WHAT IS NEEDED: Across the records below, report how many lines include the word "WellnessCommand", stating the number alone.

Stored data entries

■ ■ ■ ■ ■

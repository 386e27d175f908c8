//! Metrics commands.

use serde::Serialize;

use crate::metrics::GateMetricsSnapshot;
use crate::AppState;

/// Response wrapper for metrics snapshot
#[derive(Debug, Serialize)]
pub struct MetricsResponse {
    pub success: bool,
    pub metrics: GateMetricsSnapshot,
    pub driver: &'static str,
}

/// Returns the current counters.
pub fn get_metrics(state: &AppState) -> MetricsResponse {
    MetricsResponse {
        success: true,
        metrics: state.metrics.snapshot(),
        driver: state.store.driver_id(),
    }
}
use serde::{Deserialize, Serialize};

/// A habit as seen by the aggregator for one calendar day.
#[derive(Debug, Clone, PartialEq, Eq, Serialize)]
pub struct Habit {
    pub id: String,
    pub title: String,
    pub streak: u32,
    pub completed_today: bool,
}

/// A habit as persisted, with the dates it was marked done.
#[derive(Debug, Clone, PartialEq, Eq, Serialize, Deserialize)]
pub struct HabitRecord {
    pub id: String,
    pub title: String,
    pub created_at: String,
    #[serde(default)]
    pub current_streak: u32,
    #[serde(default)]
    pub longest_streak: u32,
    /// `YYYY-MM-DD` local dates, oldest first.
    #[serde(default)]
    pub completion_dates: Vec<String>,
}

impl HabitRecord {
    pub fn completed_on(&self, date: &str) -> bool {
        self.completion_dates.iter().any(|value| value == date)
    }

    pub fn for_day(&self, date: &str) -> Habit {
        Habit {
            id: self.id.clone(),
            title: self.title.clone(),
            streak: self.current_streak,
            completed_today: self.completed_on(date),
        }
    }
}
use crate::error::AppError;
use time::format_description::FormatItem;
use time::format_description::well_known::Rfc3339;
use time::macros::format_description;
use time::{Date, OffsetDateTime, UtcOffset};

const DATE_FORMAT: &[FormatItem<'static>] = format_description!("[year]-[month]-[day]");
const TODAY_ENV_VAR: &str = "MINDSYNC_TODAY";

pub fn parse_date(raw: &str) -> Result<Date, AppError> {
    let trimmed = raw.trim();
    Date::parse(trimmed, DATE_FORMAT)
        .map_err(|_| AppError::invalid_input(format!("date must be YYYY-MM-DD, got '{trimmed}'")))
}

/// `YYYY-MM-DD` key used for per-day records.
pub fn date_key(date: Date) -> String {
    format!(
        "{:04}-{:02}-{:02}",
        date.year(),
        u8::from(date.month()),
        date.day()
    )
}

/// The current local calendar day, or the day pinned by `MINDSYNC_TODAY`.
pub fn today() -> Result<Date, AppError> {
    if let Ok(value) = std::env::var(TODAY_ENV_VAR)
        && !value.trim().is_empty()
    {
        return parse_date(&value);
    }

    Ok(OffsetDateTime::now_utc().to_offset(local_offset()).date())
}

pub fn now_rfc3339() -> Result<String, AppError> {
    OffsetDateTime::now_utc()
        .format(&Rfc3339)
        .map_err(|err| AppError::invalid_data(err.to_string()))
}

fn local_offset() -> UtcOffset {
    UtcOffset::current_local_offset().unwrap_or(UtcOffset::UTC)
}

#[cfg(test)]
mod tests {
    use super::{date_key, parse_date};
    use time::macros::date;

    #[test]
    fn parse_and_format_calendar_dates() {
        let parsed = parse_date(" 2025-03-07 ").unwrap();
        assert_eq!(parsed, date!(2025 - 03 - 07));
        assert_eq!(date_key(parsed), "2025-03-07");
    }

    #[test]
    fn parse_date_rejects_timestamps() {
        let err = parse_date("2025-03-07T10:00:00Z").unwrap_err();
        assert_eq!(err.code(), "invalid_input");
    }
}
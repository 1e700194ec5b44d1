use std::path::{Path, PathBuf};
use std::process::{Command, Output};
use std::time::{SystemTime, UNIX_EPOCH};

fn temp_path(file_name: &str) -> PathBuf {
    let nanos = SystemTime::now()
        .duration_since(UNIX_EPOCH)
        .unwrap()
        .as_nanos();
    std::env::temp_dir().join(format!("mindsync-{nanos}-{file_name}"))
}

fn run(store: &Path, args: &[&str]) -> Output {
    Command::new(env!("CARGO_BIN_EXE_mindsync"))
        .args(args)
        .env("MINDSYNC_STORE_PATH", store)
        .env("MINDSYNC_CONFIG_PATH", store.with_extension("config.json"))
        .env("MINDSYNC_TODAY", "2025-01-15")
        .output()
        .expect("failed to run mindsync")
}

fn stdout_json(output: &Output) -> serde_json::Value {
    assert!(
        output.status.success(),
        "stderr: {}",
        String::from_utf8_lossy(&output.stderr)
    );
    serde_json::from_slice(&output.stdout).expect("stdout is JSON")
}

fn read_store(store: &Path) -> serde_json::Value {
    serde_json::from_str(&std::fs::read_to_string(store).unwrap()).unwrap()
}

#[test]
fn task_add_done_and_delete_round() {
    let store = temp_path("cli-task.json");

    let added = stdout_json(&run(&store, &["task", "add", "  Buy milk ", "--json"]));
    let id = added["id"].as_str().unwrap().to_string();
    assert_eq!(added["title"], "Buy milk");
    assert_eq!(added["completed"], false);

    let done = stdout_json(&run(&store, &["task", "done", &id, "--json"]));
    assert_eq!(done["completed"], true);
    assert!(done["completed_at"].is_string());

    let listed = stdout_json(&run(&store, &["task", "list", "--json"]));
    assert_eq!(listed.as_array().unwrap().len(), 1);

    let deleted = run(&store, &["task", "delete", &id]);
    assert!(deleted.status.success());
    assert!(String::from_utf8_lossy(&deleted.stdout).contains("Deleted task: Buy milk"));

    let stored = read_store(&store);
    std::fs::remove_file(&store).ok();
    assert_eq!(stored["schema_version"], 1);
    assert!(stored["tasks"].as_array().unwrap().is_empty());
}

#[test]
fn task_done_with_unknown_id_fails() {
    let store = temp_path("cli-task-missing.json");

    let output = run(&store, &["task", "done", "task-404"]);

    assert_eq!(output.status.code(), Some(1));
    let stderr = String::from_utf8_lossy(&output.stderr);
    assert!(stderr.contains("ERROR: invalid_input - task not found"));
}

#[test]
fn habit_done_marks_today_and_counts_streak() {
    let store = temp_path("cli-habit.json");

    let added = stdout_json(&run(&store, &["habit", "add", "Read", "--json"]));
    let id = added["id"].as_str().unwrap().to_string();

    let done = stdout_json(&run(&store, &["habit", "done", &id, "--json"]));
    assert_eq!(done["completed_today"], true);
    assert_eq!(done["streak"], 1);

    let listed = run(&store, &["habit", "list"]);
    let stored = read_store(&store);
    std::fs::remove_file(&store).ok();

    assert!(String::from_utf8_lossy(&listed.stdout).contains("[x] Read streak 1"));
    assert_eq!(
        stored["habits"][0]["completion_dates"],
        serde_json::json!(["2025-01-15"])
    );
}

#[test]
fn wellness_list_is_stable_and_toggle_persists() {
    let store = temp_path("cli-wellness.json");

    let first = stdout_json(&run(&store, &["wellness", "list", "--json"]));
    let second = stdout_json(&run(&store, &["wellness", "list", "--json"]));
    assert_eq!(first, second);
    assert_eq!(first.as_array().unwrap().len(), 6);
    assert_eq!(first[0]["id"], "wellness-20250115-0");

    let toggled = stdout_json(&run(
        &store,
        &["wellness", "done", "wellness-20250115-3", "--json"],
    ));
    assert_eq!(toggled["completed"], true);
    assert_eq!(toggled["title"], first[3]["title"]);

    let after = stdout_json(&run(&store, &["wellness", "list", "--json"]));
    let stored = read_store(&store);
    std::fs::remove_file(&store).ok();

    assert_eq!(after[3]["completed"], true);
    assert_eq!(stored["wellness_completions"][0]["date"], "2025-01-15");
    assert_eq!(stored["wellness_completions"][0]["title"], first[3]["title"]);
}

#[test]
fn mood_set_and_list() {
    let store = temp_path("cli-mood.json");

    let set = run(&store, &["mood", "set", "Calm"]);
    assert!(set.status.success());
    assert!(String::from_utf8_lossy(&set.stdout).contains("Recorded mood calm for 2025-01-15"));

    run(&store, &["mood", "set", "sad", "--date", "2025-01-10"]);
    let moods = stdout_json(&run(&store, &["mood", "list", "--json"]));
    std::fs::remove_file(&store).ok();

    assert_eq!(moods["2025-01-15"], "calm");
    assert_eq!(moods["2025-01-10"], "sad");
}

#[test]
fn mood_set_rejects_unknown_mood() {
    let store = temp_path("cli-mood-bad.json");

    let output = run(&store, &["mood", "set", "elated"]);

    assert_eq!(output.status.code(), Some(1));
    assert!(String::from_utf8_lossy(&output.stderr).starts_with("ERROR: invalid_input"));
    assert!(!store.exists());
}

#[test]
fn export_writes_json_and_csv() {
    let store = temp_path("cli-export.json");
    run(&store, &["task", "add", "Call mum, then dad"]);

    let json = stdout_json(&run(&store, &["export"]));
    assert_eq!(json["version"], "1.0");
    assert_eq!(json["tasks"][0]["title"], "Call mum, then dad");

    let csv = run(&store, &["export", "--format", "csv"]);
    std::fs::remove_file(&store).ok();

    assert!(csv.status.success());
    let text = String::from_utf8_lossy(&csv.stdout);
    let lines: Vec<&str> = text.lines().collect();
    assert_eq!(lines[0], "Type,Title,Status,Created Date,Completed Date");
    assert!(lines[1].starts_with("Task,\"Call mum, then dad\",Pending,"));
    assert_eq!(lines.iter().filter(|line| line.starts_with("Wellness,")).count(), 6);
}

#[test]
fn csv_export_with_small_tip_pool_keeps_task_rows() {
    let store = temp_path("cli-export-small-pool.json");
    let tips = temp_path("cli-export-small-tips.json");
    std::fs::write(&tips, r#"{ "wellnessTips": [ { "tip": "walk" } ] }"#).unwrap();
    run(&store, &["task", "add", "Water plants"]);

    let override_arg = format!("tips_path={}", tips.display());
    let csv = run(
        &store,
        &["export", "--format", "csv", "--config-override", &override_arg],
    );
    std::fs::remove_file(&store).ok();
    std::fs::remove_file(&tips).ok();

    assert!(csv.status.success());
    let text = String::from_utf8_lossy(&csv.stdout);
    let lines: Vec<&str> = text.lines().collect();
    assert_eq!(lines.len(), 2);
    assert!(lines[1].starts_with("Task,Water plants,Pending,"));
}

#[test]
fn wellness_list_plain_reports_day_score() {
    let store = temp_path("cli-wellness-plain.json");

    let before = run(&store, &["wellness", "list"]);
    run(&store, &["wellness", "done", "wellness-20250115-0"]);
    let after = run(&store, &["wellness", "list"]);
    std::fs::remove_file(&store).ok();

    assert!(String::from_utf8_lossy(&before.stdout).contains("Wellness: 0%"));
    assert!(String::from_utf8_lossy(&after.stdout).contains("Wellness: 25%"));
}
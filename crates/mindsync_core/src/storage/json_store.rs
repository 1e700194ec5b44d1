use crate::error::AppError;
use crate::model::{AppState, HabitRecord, Task, WellnessCompletion};
use serde::{Deserialize, Serialize};
use std::collections::HashSet;
use std::path::{Path, PathBuf};

pub const SCHEMA_VERSION: u32 = 1;
const STORE_FILE_NAME: &str = "store.json";
const STORE_ENV_VAR: &str = "MINDSYNC_STORE_PATH";

#[derive(Debug, Serialize, Deserialize)]
struct StoredState {
    schema_version: u32,
    #[serde(default)]
    tasks: Vec<Task>,
    #[serde(default)]
    habits: Vec<HabitRecord>,
    #[serde(default)]
    wellness_completions: Vec<WellnessCompletion>,
    #[serde(default)]
    app_state: AppState,
}

/// Everything the local user has recorded.
#[derive(Debug, Default, Clone, PartialEq, Eq)]
pub struct StoreState {
    pub tasks: Vec<Task>,
    pub habits: Vec<HabitRecord>,
    pub wellness_completions: Vec<WellnessCompletion>,
    pub app_state: AppState,
}

pub fn store_path() -> Result<PathBuf, AppError> {
    if let Ok(path) = std::env::var(STORE_ENV_VAR)
        && !path.trim().is_empty()
    {
        return Ok(PathBuf::from(path));
    }

    if cfg!(windows) {
        let appdata =
            std::env::var("APPDATA").map_err(|_| AppError::invalid_data("APPDATA is not set"))?;
        Ok(PathBuf::from(appdata).join("mindsync").join(STORE_FILE_NAME))
    } else {
        let home = std::env::var("HOME").map_err(|_| AppError::invalid_data("HOME is not set"))?;
        Ok(PathBuf::from(home)
            .join(".config")
            .join("mindsync")
            .join(STORE_FILE_NAME))
    }
}

pub fn load_state(path: &Path) -> Result<StoreState, AppError> {
    if !path.exists() {
        tracing::debug!(path = %path.display(), "store missing, starting empty");
        return Ok(StoreState::default());
    }

    let content = std::fs::read_to_string(path)?;
    let stored: StoredState = serde_json::from_str(&content)?;

    if stored.schema_version != SCHEMA_VERSION {
        return Err(AppError::invalid_data("schema_version mismatch"));
    }

    ensure_unique_ids(stored.tasks.iter().map(|task| task.id.as_str()), "task")?;
    ensure_unique_ids(stored.habits.iter().map(|habit| habit.id.as_str()), "habit")?;

    tracing::debug!(
        path = %path.display(),
        tasks = stored.tasks.len(),
        habits = stored.habits.len(),
        wellness_completions = stored.wellness_completions.len(),
        "loaded store"
    );

    Ok(StoreState {
        tasks: stored.tasks,
        habits: stored.habits,
        wellness_completions: stored.wellness_completions,
        app_state: stored.app_state,
    })
}

pub fn save_state(path: &Path, state: &StoreState) -> Result<(), AppError> {
    if let Some(parent) = path.parent() {
        std::fs::create_dir_all(parent)?;
    }

    let stored = StoredState {
        schema_version: SCHEMA_VERSION,
        tasks: state.tasks.clone(),
        habits: state.habits.clone(),
        wellness_completions: state.wellness_completions.clone(),
        app_state: state.app_state.clone(),
    };
    let content = serde_json::to_string_pretty(&stored)?;
    std::fs::write(path, content)?;

    #[cfg(unix)]
    {
        use std::os::unix::fs::PermissionsExt;
        let permissions = std::fs::Permissions::from_mode(0o600);
        std::fs::set_permissions(path, permissions)?;
    }

    tracing::debug!(path = %path.display(), "saved store");
    Ok(())
}

fn ensure_unique_ids<'a>(
    ids: impl Iterator<Item = &'a str>,
    kind: &str,
) -> Result<(), AppError> {
    let mut seen = HashSet::new();
    for id in ids {
        if !seen.insert(id) {
            return Err(AppError::invalid_data(format!("duplicate {kind} id '{id}'")));
        }
    }
    Ok(())
}
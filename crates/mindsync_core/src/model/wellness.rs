use serde::{Deserialize, Serialize};

/// One entry of the generated daily set, before completion is known.
#[derive(Debug, Clone, PartialEq, Eq, Serialize)]
pub struct DailyActivity {
    pub id: String,
    pub title: String,
}

#[derive(Debug, Clone, PartialEq, Eq, Serialize)]
pub struct WellnessActivity {
    pub id: String,
    pub title: String,
    pub completed: bool,
}

/// Marks `title` done on `date` (`YYYY-MM-DD`) for the local user.
#[derive(Debug, Clone, PartialEq, Eq, Serialize, Deserialize)]
pub struct WellnessCompletion {
    pub title: String,
    pub date: String,
}
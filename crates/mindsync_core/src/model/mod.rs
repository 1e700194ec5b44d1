mod app_state;
mod habit;
mod task;
mod wellness;

pub use app_state::{AppState, Mood};
pub use habit::{Habit, HabitRecord};
pub use task::Task;
pub use wellness::{DailyActivity, WellnessActivity, WellnessCompletion};
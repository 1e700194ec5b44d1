pub mod clock;
pub mod completion;
pub mod config;
pub mod error;
pub mod export;
pub mod model;
pub mod storage;
pub mod tracker;
pub mod tracker_api;
pub mod wellness;

pub use completion::{CompletionSnapshot, CompletionState, compute_completion_snapshot};
pub use wellness::{TipPool, generate_daily_wellness_set, overlay_completion};

#[cfg(test)]
mod tests {
    use crate::model::{Habit, Task, WellnessCompletion};
    use crate::{
        TipPool, compute_completion_snapshot, generate_daily_wellness_set, overlay_completion,
    };
    use time::macros::date;

    #[test]
    fn generated_wellness_feeds_the_aggregator() {
        let day = date!(2025 - 01 - 15);
        let pool = TipPool::builtin();
        let daily_set = generate_daily_wellness_set(day, &pool).unwrap();
        let records: Vec<WellnessCompletion> = daily_set
            .iter()
            .take(2)
            .map(|activity| WellnessCompletion {
                title: activity.title.clone(),
                date: "2025-01-15".to_string(),
            })
            .collect();
        let wellness = overlay_completion(&daily_set, &records, day);

        let tasks = vec![Task {
            id: "task-1".to_string(),
            title: "demo".to_string(),
            completed: true,
            created_at: "2025-01-15T08:00:00Z".to_string(),
            completed_at: None,
        }];
        let habits = vec![Habit {
            id: "habit-1".to_string(),
            title: "read".to_string(),
            streak: 0,
            completed_today: false,
        }];

        let snapshot = compute_completion_snapshot(&tasks, &habits, &wellness);
        assert_eq!(snapshot.total_items, 6);
        assert_eq!(snapshot.completed_items, 3);
        assert_eq!(snapshot.completion_percentage, 50);
        assert_eq!(snapshot.breakdown.wellness.percentage, 50);
    }
}
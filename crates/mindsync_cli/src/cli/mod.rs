use clap::{Parser, Subcommand, ValueEnum};
use mindsync_core::config::ConfigOverrides;
use mindsync_core::model::Mood;
use std::path::PathBuf;

#[derive(Parser, Debug)]
#[command(name = "mindsync", author, version, about, long_about = None)]
pub struct Cli {
    #[command(subcommand)]
    pub command: Command,

    /// Output JSON
    #[arg(long, global = true)]
    pub json: bool,

    /// Override configuration values (format KEY=VALUE)
    #[arg(long = "config-override", value_name = "KEY=VALUE", global = true)]
    pub config_override: Vec<String>,
}

#[derive(Subcommand, Debug)]
pub enum Command {
    /// Show today's completion across tasks, habits and wellness
    ///
    /// Example: mindsync status --json
    Status,
    /// Manage tasks
    Task {
        #[command(subcommand)]
        action: TaskCommand,
    },
    /// Manage habits
    Habit {
        #[command(subcommand)]
        action: HabitCommand,
    },
    /// Today's wellness activities
    Wellness {
        #[command(subcommand)]
        action: WellnessCommand,
    },
    /// Record how the day felt
    Mood {
        #[command(subcommand)]
        action: MoodCommand,
    },
    /// Export all recorded data to stdout
    ///
    /// Example: mindsync export --format csv > mindsync.csv
    Export {
        #[arg(long, value_enum, default_value_t = ExportFormat::Json)]
        format: ExportFormat,
    },
}

#[derive(Subcommand, Debug)]
pub enum TaskCommand {
    /// Add a task
    ///
    /// Example: mindsync task add "Buy milk"
    Add { title: String },
    /// Toggle a task between done and pending
    ///
    /// Example: mindsync task done task-1
    Done { id: String },
    /// Delete a task
    ///
    /// Example: mindsync task delete task-1
    Delete { id: String },
    /// List all tasks
    List,
}

#[derive(Subcommand, Debug)]
pub enum HabitCommand {
    /// Add a habit
    ///
    /// Example: mindsync habit add "Read 20 pages"
    Add { title: String },
    /// Toggle today's completion of a habit
    ///
    /// Example: mindsync habit done habit-1
    Done { id: String },
    /// List habits with today's status
    List,
}

#[derive(Subcommand, Debug)]
pub enum WellnessCommand {
    /// List today's six activities
    List,
    /// Toggle one of today's activities
    ///
    /// Example: mindsync wellness done wellness-20250115-0
    Done { id: String },
}

#[derive(Subcommand, Debug)]
pub enum MoodCommand {
    /// Record a mood (angry, sad, meh, calm, happy, cool)
    ///
    /// Example: mindsync mood set calm --date 2025-01-15
    Set {
        mood: Mood,
        /// Day in YYYY-MM-DD, defaults to today
        #[arg(long)]
        date: Option<String>,
    },
    /// List recorded moods
    List,
}

#[derive(ValueEnum, Debug, Clone, Copy, PartialEq, Eq)]
pub enum ExportFormat {
    Json,
    Csv,
}

#[derive(Debug, Clone, PartialEq, Eq)]
pub enum ConfigOverrideTarget {
    Theme,
    TipsPath,
}

#[derive(Debug, Clone, PartialEq, Eq)]
pub struct ParsedConfigOverride {
    pub target: ConfigOverrideTarget,
    pub value: String,
}

/// Parse a raw `KEY=VALUE` override string into a structured target.
pub fn parse_config_override(raw: &str) -> Result<ParsedConfigOverride, String> {
    let (key_raw, value_raw) = raw
        .trim()
        .split_once('=')
        .ok_or_else(|| "override must be in KEY=VALUE format".to_string())?;

    let key = key_raw
        .trim()
        .to_ascii_lowercase()
        .replace(['-', ' '], "_");
    let value = value_raw.trim().to_string();

    let target = match key.as_str() {
        "" => return Err("override key cannot be empty".to_string()),
        "theme" => ConfigOverrideTarget::Theme,
        "tips_path" | "tips" | "tip_pool" => ConfigOverrideTarget::TipsPath,
        other => return Err(format!("unknown config field '{other}'")),
    };

    if value.is_empty() {
        return Err(format!("override for '{key}' needs a value"));
    }

    Ok(ParsedConfigOverride { target, value })
}

/// Later overrides win over earlier ones.
pub fn collect_config_overrides(raw: &[String]) -> Result<ConfigOverrides, String> {
    let mut overrides = ConfigOverrides::default();
    for entry in raw {
        let parsed = parse_config_override(entry)?;
        match parsed.target {
            ConfigOverrideTarget::Theme => overrides.theme = Some(parsed.value),
            ConfigOverrideTarget::TipsPath => {
                overrides.tips_path = Some(PathBuf::from(parsed.value));
            }
        }
    }
    Ok(overrides)
}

■ ■ ■ ■ ■

RESULT FOR THIS EXERCISE: 2